I guess Will has not reviewed the empirical evidence which seems to suggest that when the real value of the minimum wage is increased by x%, the decline in employment is less than x%. Economists can debate what is driving this evidence – with one possibility being that the assumption that labor markets are perfectly competitive is simply always the case. But there is also something quite amiss about Will assuming workers are nothing more than commodities. In his own words, workers receive different wages from the market place:

Most of the working poor earn more than the minimum wage, and most of the 0.6 percent (479,000 in 2005) of America’s wage workers earning the minimum wage are not poor.

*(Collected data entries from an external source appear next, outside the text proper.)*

//! # Statem Translator - Termination-Report Diagnostics
//!
//! Diagnostic translator for supervised state-machine processes: it
//! intercepts abnormal-termination log events and rewrites the raw,
//! engine-specific crash record into a normalized, human-readable incident
//! report. The state-machine engine itself, process registration, and
//! supervision wiring are external collaborators; this crate only consumes
//! the termination reports they emit.
//!
//! ## Architecture
//!
//! One component, three stages composed as a pipeline:
//! ```text
//!   raw event → filter → (if matched) normalize → render → message
//!                  ↓
//!              not handled (passed through unchanged)
//! ```
//!
//! Each event is processed independently with no shared mutable state; the
//! pipeline is safe for unrestricted concurrent invocation.

// Enforce strict safety at compile time
#![deny(unsafe_code)]
#![warn(missing_debug_implementations)]
#![warn(rust_2018_idioms)]

// Re-export public API
pub mod event;
pub mod inspect;
pub mod report;
pub mod translator;
pub mod types;

// Internal utilities
pub mod observability;

pub use event::{Level, Payload};
pub use report::Report;
pub use translator::{install, translate, Translation};
pub use types::{Error, InspectOpts, ObservabilityConfig, Result, TranslatorConfig};
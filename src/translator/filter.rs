//! Event filter — classifies raw payloads into the shapes the translator
//! understands.
//!
//! Pure classification with no side effects: anything outside the two known
//! termination-report shapes is rejected without touching its contents.

use serde_json::{Map, Value};

use crate::event::Payload;

/// Leading literal of the legacy termination template, narrow directive.
pub const TERMINATING_HEADER: &str = "** State machine ~p terminating";

/// Wide-directive variant of the same header. Semantically identical to
/// [`TERMINATING_HEADER`]; the two differ in a single format-directive
/// character.
pub const TERMINATING_HEADER_WIDE: &str = "** State machine ~tp terminating";

/// Sentinel label identifying structured state-machine terminate reports.
const TERMINATE_LABEL: [&str; 2] = ["gen_statem", "terminate"];

/// Routing decision for a matched payload, borrowing from the raw event.
#[derive(Debug, Clone, Copy, PartialEq)]
pub enum Route<'a> {
    /// Legacy format-template report.
    Legacy {
        template: &'a str,
        args: &'a [Value],
    },

    /// Structured labeled record.
    Structured(&'a Map<String, Value>),
}

/// Decide whether a payload is a state-machine termination report.
///
/// Returns `None` for every payload outside the matching vocabulary; the
/// caller treats that as the pass-through signal.
pub fn classify(payload: &Payload) -> Option<Route<'_>> {
    match payload {
        Payload::Format { template, args }
            if template.starts_with(TERMINATING_HEADER)
                || template.starts_with(TERMINATING_HEADER_WIDE) =>
        {
            Some(Route::Legacy { template, args })
        }
        Payload::Report(record) if has_terminate_label(record) => {
            Some(Route::Structured(record))
        }
        _ => None,
    }
}

fn has_terminate_label(record: &Map<String, Value>) -> bool {
    match record.get("label") {
        Some(Value::Array(pair)) => {
            pair.len() == 2
                && pair[0] == TERMINATE_LABEL[0]
                && pair[1] == TERMINATE_LABEL[1]
        }
        _ => false,
    }
}
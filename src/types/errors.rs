//! Application error types.
//!
//! All errors use `thiserror` for automatic Error trait derivation and provide
//! clear error messages with context.

use thiserror::Error;

/// Application result type.
pub type Result<T> = std::result::Result<T, Error>;

/// Main error enum for the translator.
#[derive(Error, Debug)]
pub enum Error {
    /// A matched termination report did not decompose into the expected
    /// section layout. Downgraded to the not-handled signal at the
    /// translator boundary; never escapes to the host.
    #[error("malformed termination report: {0}")]
    MalformedReport(String),

    /// Serialization/deserialization errors (config loading).
    #[error("serialization error: {0}")]
    Serialization(#[from] serde_json::Error),
}

// Convenience constructors
impl Error {
    pub fn malformed(msg: impl Into<String>) -> Self {
        Self::MalformedReport(msg.into())
    }

    /// Section-count mismatch between recognized field slots and the
    /// positional argument list of a legacy-form report.
    pub fn slot_mismatch(expected: usize, found: usize) -> Self {
        Self::MalformedReport(format!(
            "{expected} field slots paired with {found} arguments"
        ))
    }
}
//! Media inspection/transcoding port. The actual ffmpeg invocations live
//! behind this trait; the pipeline only sees their inputs and outputs.

use async_trait::async_trait;
use std::error::Error;
use std::path::Path;

/// Width/height (and codec, when known) of the primary video stream.
#[derive(Debug, Clone, PartialEq, Eq)]
pub struct SourceInfo {
    pub width: u32,
    pub height: u32,
    pub codec: Option<String>,
}

#[cfg_attr(test, mockall::automock)]
#[async_trait]
pub trait MediaProcessor: Send + Sync {
    /// Probe the source's resolution.
    async fn probe(&self, input: &Path) -> Result<SourceInfo, Box<dyn Error + Send + Sync>>;

    /// Duration of the source in seconds.
    async fn duration_secs(&self, input: &Path) -> Result<f64, Box<dyn Error + Send + Sync>>;

    /// Produce a 720p rendition at `output`, optionally capped at the given
    /// video bitrate (kbps). Returns the output file size in bytes.
    async fn create_720p(
        &self,
        input: &Path,
        output: &Path,
        video_bitrate_kbps: Option<u32>,
    ) -> Result<u64, Box<dyn Error + Send + Sync>>;

    /// Extract a single-frame thumbnail (1s offset) to `output`.
    async fn extract_thumbnail(
        &self,
        input: &Path,
        output: &Path,
    ) -> Result<(), Box<dyn Error + Send + Sync>>;
}
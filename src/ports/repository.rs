use crate::domain::artifact::{VideoRecord, VideoSummary};
use async_trait::async_trait;
use std::error::Error;

/// Persistence seam for finished videos. The metadata catalogue itself
/// (schemas, queries, CRUD) belongs to the API service; the pipeline only
/// needs "save this record once, give me the public summary back".
#[cfg_attr(test, mockall::automock)]
#[async_trait]
pub trait VideoRepository: Send + Sync {
    async fn save(&self, record: &VideoRecord) -> Result<VideoSummary, Box<dyn Error + Send + Sync>>;
}
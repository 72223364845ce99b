//! Remote video acquisition backed by the `yt-dlp` binary.

use crate::ports::downloader::{FetchedMedia, MediaDownloader};
use async_trait::async_trait;
use std::error::Error;
use std::path::Path;
use std::process::Stdio;
use tokio::process::Command;
use tracing::{debug, info};

type BoxError = Box<dyn Error + Send + Sync>;

pub struct YtdlDownloader {
    bin: String,
}

impl Default for YtdlDownloader {
    fn default() -> Self {
        Self {
            bin: "yt-dlp".to_string(),
        }
    }
}

impl YtdlDownloader {
    pub fn new() -> Self {
        Self::default()
    }

    pub fn with_binary(bin: impl Into<String>) -> Self {
        Self { bin: bin.into() }
    }

    async fn run(&self, args: &[&str]) -> Result<String, BoxError> {
        debug!(bin = %self.bin, ?args, "spawning downloader");
        let output = Command::new(&self.bin)
            .args(args)
            .stdin(Stdio::null())
            .stdout(Stdio::piped())
            .stderr(Stdio::piped())
            .output()
            .await?;

        if !output.status.success() {
            let stderr = String::from_utf8_lossy(&output.stderr);
            let tail = stderr.lines().last().unwrap_or("no output").to_string();
            return Err(format!("{} exited with {}: {tail}", self.bin, output.status).into());
        }

        Ok(String::from_utf8_lossy(&output.stdout).into_owned())
    }
}

#[async_trait]
impl MediaDownloader for YtdlDownloader {
    async fn fetch(&self, url: &str, dest_dir: &Path) -> Result<FetchedMedia, BoxError> {
        // title is best-effort; the job falls back to the file name
        let title = self
            .run(&["--no-playlist", "--get-title", url])
            .await
            .ok()
            .map(|t| t.trim().to_string())
            .filter(|t| !t.is_empty());

        let file_name = download_file_name();
        let output = dest_dir.join(&file_name);
        let output_str = output.to_string_lossy().into_owned();

        self.run(&[
            "--no-playlist",
            "-f",
            "bv*[ext=mp4]+ba[ext=m4a]/b[ext=mp4]/b",
            "--merge-output-format",
            "mp4",
            "-o",
            &output_str,
            url,
        ])
        .await?;

        let size = tokio::fs::metadata(&output).await?.len();
        info!(url, file = %file_name, size, "remote video fetched");

        Ok(FetchedMedia {
            path: output,
            file_name,
            title,
            mime_type: "video/mp4".to_string(),
            size,
        })
    }
}

/// Locally-unique name for the fetched file; the container is forced to
/// mp4 above, so the extension is fixed.
fn download_file_name() -> String {
    let timestamp = chrono::Utc::now().timestamp_millis();
    let nonce: u32 = rand::random();
    format!("{timestamp}-{nonce}.mp4")
}
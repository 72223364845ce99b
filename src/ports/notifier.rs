//! Progress notification port.
//!
//! Everything here is fire-and-forget by contract: a notification failure
//! must never fail a job, so the methods are infallible from the caller's
//! point of view and implementations swallow (and log) transport errors.

use crate::domain::pid::ProcessId;
use crate::domain::protocol::DetailedProgress;
use async_trait::async_trait;
use serde_json::Value;

#[cfg_attr(test, mockall::automock)]
#[async_trait]
pub trait ProgressSink: Send + Sync {
    async fn progress(
        &self,
        pid: &ProcessId,
        user_id: &str,
        progress: u8,
        status: &str,
        detail: Option<DetailedProgress>,
    );

    async fn complete(&self, pid: &ProcessId, user_id: &str, result: Option<Value>);

    async fn error(&self, pid: &ProcessId, user_id: &str, message: &str);
}

#[async_trait]
impl<T: ProgressSink + ?Sized> ProgressSink for std::sync::Arc<T> {
    async fn progress(
        &self,
        pid: &ProcessId,
        user_id: &str,
        progress: u8,
        status: &str,
        detail: Option<DetailedProgress>,
    ) {
        (**self).progress(pid, user_id, progress, status, detail).await
    }

    async fn complete(&self, pid: &ProcessId, user_id: &str, result: Option<Value>) {
        (**self).complete(pid, user_id, result).await
    }

    async fn error(&self, pid: &ProcessId, user_id: &str, message: &str) {
        (**self).error(pid, user_id, message).await
    }
}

Yes, there are differences among people, which is evident when one looks at the wide variations in wages received. Yet, Will claims the labor market is a commodity market? Incidentally, Mr. Will should check with the Bureau of Labor Statistics:

Of those paid by the hour, 479,000 were reported as earning exactly $5.15, the prevailing Federal minimum wage. Another 1.4 million were reported as earning wages below the minimum

(Hat tip to Duncan Black).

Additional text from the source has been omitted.